Oxaliplatin and carboplatin are two platinum(II) drugs in widespread clinical use for the treatment of various types of cancers; yet, structural information on their interactions with proteins is scarce. Here, the X-ray structures of the adducts formed upon reaction of carboplatin and oxaliplatin with bovine pancreatic ribonuclease (RNase A) are reported and compared with results obtained for the structure of the RNase A-cisplatin adduct derived from isomorphous crystals, under the same experimental conditions. Additional details on the binding mode of these metallodrugs toward RNase A are provided by electrospray ionization mass spectrometry (ESI MS) measurements, thus offering insight on the occurring metal-protein interactions.

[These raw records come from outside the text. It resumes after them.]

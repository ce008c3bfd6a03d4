//! Error types for device discovery

use std::path::PathBuf;

use thiserror::Error;

/// Errors that can occur while scanning for devices
#[derive(Debug, Error)]
pub enum ScanError {
    /// The scan root does not exist or cannot be listed
    #[error("{} cannot be found", path.display())]
    RootNotFound {
        path: PathBuf,
        #[source]
        source: std::io::Error,
    },
}
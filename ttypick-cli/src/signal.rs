//! SIGINT handling
//!
//! A Ctrl-C mid-scan must still leave a clean line on the terminal and a
//! conventional 128+SIGINT exit code. The handler is installed once at
//! startup and stays out of the way of the core logic.

#[cfg(unix)]
extern "C" fn on_sigint(_signum: nix::libc::c_int) {
    const NOTICE: &[u8] = b"\rttypick interrupted -- halting\n";

    // Only async-signal-safe calls are allowed here: raw write(2), then
    // an immediate exit without atexit handlers
    unsafe {
        nix::libc::write(
            nix::libc::STDERR_FILENO,
            NOTICE.as_ptr().cast(),
            NOTICE.len(),
        );
        nix::libc::_exit(crate::report::exit_codes::INTERRUPTED);
    }
}

/// Install the Ctrl-C trap. Failure to install is ignored: the default
/// disposition still terminates the process, just without the notice.
#[cfg(unix)]
pub fn install() {
    use nix::sys::signal::{self, SigHandler, Signal};

    // SAFETY: the handler calls only async-signal-safe functions
    unsafe {
        let _ = signal::signal(Signal::SIGINT, SigHandler::Handler(on_sigint));
    }
}

#[cfg(not(unix))]
pub fn install() {}
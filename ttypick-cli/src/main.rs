//! ttypick - find connected USB-to-serial adaptors
//!
//! With one adaptor attached, prints its device path on stdout for shell
//! piping. With several attached, lists them as an indexed table on
//! stderr; calling again with an index picks one.

mod report;
mod show;
mod signal;

use std::io::{self, IsTerminal};

use clap::Parser;
use tracing_subscriber::EnvFilter;
use tty_scan::{platform_metadata, platform_scanner, IgnoreSet};

use report::exit_codes;
use show::{Options, Selection};

const EXAMPLES: &str = "\
Examples:
  One device connected:                 minicom -d $(ttypick) -b 9600
  Two devices connected, use number 1:  minicom -d $(ttypick 1) -b 9600";

/// List connected USB-to-serial adaptors
#[derive(Parser)]
#[command(name = "ttypick")]
#[command(version, about = "List connected USB-to-serial adaptors")]
#[command(after_help = EXAMPLES)]
struct Cli {
    /// Index of a device on the ttypick-generated list (1-based)
    #[arg(value_name = "INDEX", allow_hyphen_values = true)]
    index: Option<String>,

    /// Show product and vendor details for every device
    #[arg(short, long)]
    info: bool,
}

/// Validate the raw index argument into a selection.
///
/// Zero, negative and non-numeric references are caught here, before the
/// core ever sees them.
fn parse_selection(raw: Option<&str>) -> Result<Selection, String> {
    let Some(raw) = raw else {
        return Ok(Selection::None);
    };

    if raw.starts_with('-') {
        return Err(format!("Device reference {raw} is invalid (negative integer)"));
    }

    match raw.parse::<usize>() {
        Ok(0) => Err(format!("Device reference {raw} is invalid (zero)")),
        Ok(n) => Ok(Selection::Index(n)),
        Err(_) => Err(
            "Device reference is not an integer. List available devices to get this value"
                .to_string(),
        ),
    }
}

fn main() {
    tracing_subscriber::fmt()
        .with_env_filter(EnvFilter::try_from_default_env().unwrap_or_else(|_| "warn".into()))
        .with_writer(io::stderr)
        .init();

    let cli = Cli::parse();
    signal::install();

    let styled = io::stderr().is_terminal();
    let selection = match parse_selection(cli.index.as_deref()) {
        Ok(selection) => selection,
        Err(message) => report::fatal(styled, &message, exit_codes::FATAL),
    };
    let opts = Options {
        selection,
        verbose: cli.info,
        styled,
    };

    let raw = match platform_scanner().scan() {
        Ok(devices) => devices,
        Err(err) => report::fatal(styled, &err.to_string(), exit_codes::NO_DEVICE_DIR),
    };
    let devices = IgnoreSet::load_default().prune(raw);
    tracing::debug!("{} device(s) survived the prune", devices.len());

    let meta = platform_metadata();
    let mut stdout = io::stdout();
    let mut stderr = io::stderr();
    if let Err(err) = show::show_devices(&devices, meta.as_ref(), &opts, &mut stdout, &mut stderr) {
        report::fatal(styled, &format!("Cannot write output: {err}"), exit_codes::FATAL);
    }
}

Notably, while carboplatin and cisplatin mainly bind the side chain of Met29, oxaliplatin also binds the side chains of Asp14, of catalytically important His119 and, to a lesser extent, of His105. On the basis of the available data, a likely mechanism for oxaliplatin hydrolysis and binding to the protein is proposed. These results are potentially useful for a better understanding of the biological chemistry, toxicity and side effects of this important class of antitumor agents. (C) 2015 Elsevier Inc. All rights reserved.